An Unnatural History of Objects from Nature: Jesse Gray’s Chandeliers

Exhibition catalogue essay by Jerry Zaslove

from The Sooner the Better Late than Never UBC MFA exhibition, September 2008

Jesse Gray creates awareness of how natural substances appear in the world as artificial contrivances. When the artificial turns into artifices, mystery, magic and aura appear in our lives. This is play between the organic and inorganic -a great theme in 18th century iconography of the in-between world that is now owned by science and technology. We glimpse physical processes that seem held together by chemical and physical forces. These alive sculptures, or bricoleur work, remind of the old passion for collecting and hoarding of paleotechnology that makes organic materials useful and visible. But when these artificially derived products are molded into suburban chandeliers, the world of kitsch and the non-conscious invades suburbia as second-nature.

Gray’s resistance sculptures, miniaturized and intensified, speak optically and with tactile, controlled anarchy and reflect the process of mimesis. All nature is about collecting and mimesis reveals the dialectic of annexing materials by sculpting these materials into startling objects.

Collected, miniaturized and revamped materials are sculpted into objects that mime artificial light. This playfully transforms materials into non-conscious animated things that take on a life of their own. These deteriorate into value-less memory-less objects, almost the way photographs move from light to chemical to countless copies. Objects exchange their once-upon-a-time use value into surplus remnants from a city’s geological underbelly. By putting them to work again they speak to us about an uncanny power and will to become real again. The skill that remakes them brings them alive, animates them, plays with fragility and fear, and they become mini- dramas acting out nature against nature. But this fools us because their ‘essences’ derived from use-value are now camouflaged.
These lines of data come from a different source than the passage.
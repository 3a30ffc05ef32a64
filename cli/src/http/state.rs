//! Shared HTTP server state.

use chrono::{DateTime, Local};
use mfgchat_core::api::{LlmSystem, QueryGate};
use std::collections::HashMap;
use std::sync::{Arc, RwLock};
use tokio::sync::broadcast;

/// Application state shared by all handlers. The gate is immutable for the
/// process lifetime; handlers only read it, so classification runs lock-free.
#[derive(Clone)]
pub struct AppState {
    pub server_session_id: String,
    pub gate: Arc<QueryGate>,
    /// `None` when no API key is configured; `/api/v1/query` then reports the
    /// pipeline unavailable for admitted queries (the gate still works).
    pub llm: Option<Arc<LlmSystem>>,
    pub sessions: Arc<RwLock<HashMap<String, SessionInfo>>>,
    pub stats: Arc<RwLock<ServerStats>>,
    pub shutdown_tx: broadcast::Sender<()>,
}

impl AppState {
    pub fn new(
        server_session_id: String,
        gate: Arc<QueryGate>,
        llm: Option<Arc<LlmSystem>>,
        shutdown_tx: broadcast::Sender<()>,
    ) -> Self {
        Self {
            server_session_id,
            gate,
            llm,
            sessions: Arc::new(RwLock::new(HashMap::new())),
            stats: Arc::new(RwLock::new(ServerStats::new())),
            shutdown_tx,
        }
    }

    /// Record one query against a session, creating the session lazily.
    pub fn touch_session(&self, session_id: &str, rejected: bool) {
        let mut sessions = self.sessions.write().unwrap();
        let entry = sessions
            .entry(session_id.to_string())
            .or_insert_with(|| SessionInfo::new(session_id));
        entry.query_count += 1;
        if rejected {
            entry.rejected_count += 1;
        }
        entry.last_query_at = Local::now();
    }
}

/// Per-session bookkeeping for `/api/v1/sessions`.
#[derive(Debug, Clone)]
pub struct SessionInfo {
    pub session_id: String,
    pub created_at: DateTime<Local>,
    pub last_query_at: DateTime<Local>,
    pub query_count: u64,
    pub rejected_count: u64,
}

impl SessionInfo {
    fn new(session_id: &str) -> Self {
        let now = Local::now();
        Self {
            session_id: session_id.to_string(),
            created_at: now,
            last_query_at: now,
            query_count: 0,
            rejected_count: 0,
        }
    }
}

/// Server counters.
pub struct ServerStats {
    pub requests_total: u64,
    pub requests_by_endpoint: HashMap<String, u64>,
    pub errors_total: u64,
    pub start_time: DateTime<Local>,
}

impl ServerStats {
    pub fn new() -> Self {
        Self {
            requests_total: 0,
            requests_by_endpoint: HashMap::new(),
            errors_total: 0,
            start_time: Local::now(),
        }
    }

    pub fn increment_request(&mut self, endpoint: &str) {
        self.requests_total += 1;
        *self
            .requests_by_endpoint
            .entry(endpoint.to_string())
            .or_insert(0) += 1;
    }

    pub fn increment_error(&mut self) {
        self.errors_total += 1;
    }

    pub fn uptime_seconds(&self) -> i64 {
        (Local::now() - self.start_time).num_seconds()
    }
}

impl Default for ServerStats {
    fn default() -> Self {
        Self::new()
    }
}

#[cfg(test)]
mod tests {
    use super::*;
    use mfgchat_core::api::FilterConfig;

    fn state() -> AppState {
        let (tx, _) = broadcast::channel(1);
        let gate = Arc::new(QueryGate::from_config(&FilterConfig::default()).unwrap());
        AppState::new("test".into(), gate, None, tx)
    }

    #[test]
    fn touch_session_tracks_counts() {
        let s = state();
        s.touch_session("abc", false);
        s.touch_session("abc", true);
        s.touch_session("xyz", false);

        let sessions = s.sessions.read().unwrap();
        assert_eq!(sessions.len(), 2);
        let abc = &sessions["abc"];
        assert_eq!(abc.query_count, 2);
        assert_eq!(abc.rejected_count, 1);
    }
}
In fact they camouflage their prior existence as first-nature by pretending to be first-nature acquiring second-nature – a chandelier!
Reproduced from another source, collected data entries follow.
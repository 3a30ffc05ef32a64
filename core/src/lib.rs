pub mod api;
pub mod config;
pub mod error;
pub mod filter;
pub mod llm;
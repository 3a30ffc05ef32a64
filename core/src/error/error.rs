use thiserror::Error;

#[derive(Error, Debug)]
pub enum CliError {
    #[error("config error: {0}")]
    Config(String),
    #[error("command failed: {0}")]
    Command(String),
    #[error("llm error: {0}")]
    Llm(#[from] LlmError),
    #[error("io error: {0}")]
    Io(#[from] std::io::Error),
    #[error("anyhow error: {0}")]
    Anyhow(#[from] anyhow::Error),
}

#[derive(Error, Debug)]
pub enum LlmError {
    #[error("no API key configured (set MFGCHAT_GEMINI_API_KEY or GEMINI_API_KEY)")]
    MissingApiKey,
    #[error("request to LLM backend failed: {0}")]
    Http(#[from] reqwest::Error),
    #[error("LLM backend returned status {status}: {body}")]
    Api { status: u16, body: String },
    #[error("LLM backend returned an empty reply")]
    EmptyReply,
}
The chandelier becomes an exemplum and novum of the domestication of second nature that decorates the entrance to the house as a hotel lobby. Sand and glass are the delivery system of light in suburban mansions where sameness is celebrated. But in Gray’s work they behave like stalactites hanging in the cave-like entrance to a suburban house.
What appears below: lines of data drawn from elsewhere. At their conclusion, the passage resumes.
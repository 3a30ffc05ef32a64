//! Gemini REST client (`models/{model}:generateContent`).

use serde::{Deserialize, Serialize};

use crate::config::LlmConfig;
use crate::error::LlmError;

#[derive(Clone)]
pub struct GeminiClient {
    http: reqwest::Client,
    base_url: String,
    model: String,
    api_key: String,
}

#[derive(Debug, Serialize)]
struct GenerateRequest<'a> {
    contents: Vec<Content<'a>>,
}

#[derive(Debug, Serialize)]
struct Content<'a> {
    parts: Vec<Part<'a>>,
}

#[derive(Debug, Serialize)]
struct Part<'a> {
    text: &'a str,
}

#[derive(Debug, Deserialize)]
struct GenerateResponse {
    #[serde(default)]
    candidates: Vec<Candidate>,
}

#[derive(Debug, Deserialize)]
struct Candidate {
    #[serde(default)]
    content: Option<CandidateContent>,
}

#[derive(Debug, Deserialize)]
struct CandidateContent {
    #[serde(default)]
    parts: Vec<CandidatePart>,
}

#[derive(Debug, Deserialize)]
struct CandidatePart {
    #[serde(default)]
    text: String,
}

impl GeminiClient {
    pub fn new(cfg: &LlmConfig) -> Result<Self, LlmError> {
        if cfg.api_key.is_empty() {
            return Err(LlmError::MissingApiKey);
        }

        let http = reqwest::Client::builder()
            .timeout(std::time::Duration::from_secs(cfg.timeout_secs))
            .build()?;

        Ok(Self {
            http,
            base_url: cfg.base_url.trim_end_matches('/').to_string(),
            model: cfg.model.clone(),
            api_key: cfg.api_key.clone(),
        })
    }

    /// Send one prompt and return the concatenated text of the first
    /// candidate.
    pub async fn generate(&self, prompt: &str) -> Result<String, LlmError> {
        let url = format!(
            "{}/models/{}:generateContent?key={}",
            self.base_url, self.model, self.api_key
        );

        let body = GenerateRequest {
            contents: vec![Content {
                parts: vec![Part { text: prompt }],
            }],
        };

        tracing::debug!(model = %self.model, "sending generateContent request");

        let response = self.http.post(&url).json(&body).send().await?;

        let status = response.status();
        if !status.is_success() {
            let body = response.text().await.unwrap_or_default();
            return Err(LlmError::Api {
                status: status.as_u16(),
                body,
            });
        }

        let parsed: GenerateResponse = response.json().await?;
        let text = parsed
            .candidates
            .into_iter()
            .next()
            .and_then(|c| c.content)
            .map(|c| {
                c.parts
                    .into_iter()
                    .map(|p| p.text)
                    .collect::<Vec<_>>()
                    .join("")
            })
            .unwrap_or_default();

        if text.trim().is_empty() {
            return Err(LlmError::EmptyReply);
        }
        Ok(text)
    }
}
Natural materials that camouflage their usefulness can bring on vertigo in the onlooker. The world of objects collected from nature appears to define itself against nature, even appearing as enemies of nature, mocking those flowers and insects that evolve through protective coloration and defenses. This mimetic process is also the dialectic in art-making. Hazarding an extended definition, the stalactites counterfeit chandeliers and build a protective shell that hides the process of its own making. The object comes alive as the will to happiness because kitsch promises happiness.

Glass is a substance that holds onto the aura of mimesis. By using materials that resemble glass objects, mimesis is staged as nature remaking itself with light bulbs. The electric medium hides in calcified materials. The chandelier escapes the suburban hallway and can no longer sustain its identity even in a dance hall. For the spectator, something fearful even painful has happened, the chandelier has become strings that “clump together on a line” as Gray described them to me.

Neither ceramics that have use-value, nor unmolded colorless clay, they hang from the caves of suburban households. The dialectic of first-nature and second-nature crystallizes the aura of light into a non-identifiable substance. The materials used in this manner act like proprioceptors and pick up and disseminate dead energy, and in this way the counterfeit chandelier that we once saw in a house and perhaps never thought of again reveals the energy hidden in its kitsch second nature. Thinking about it produces vertigo.

On another level of meaning, the objects speak to what it is like to live in the modern city in which discarded objects are found, salvaged, recycled and distilled. But the city is itself a discarded object living under the spell of second-nature capitalism. The modern city is a network of suburbs, a staging of the surfaces that camouflage what is going on inside the homes. These chandeliers not only stimulate our imagination about the nature of things by emulating stalactites, but also show us how we create things out of broken nature.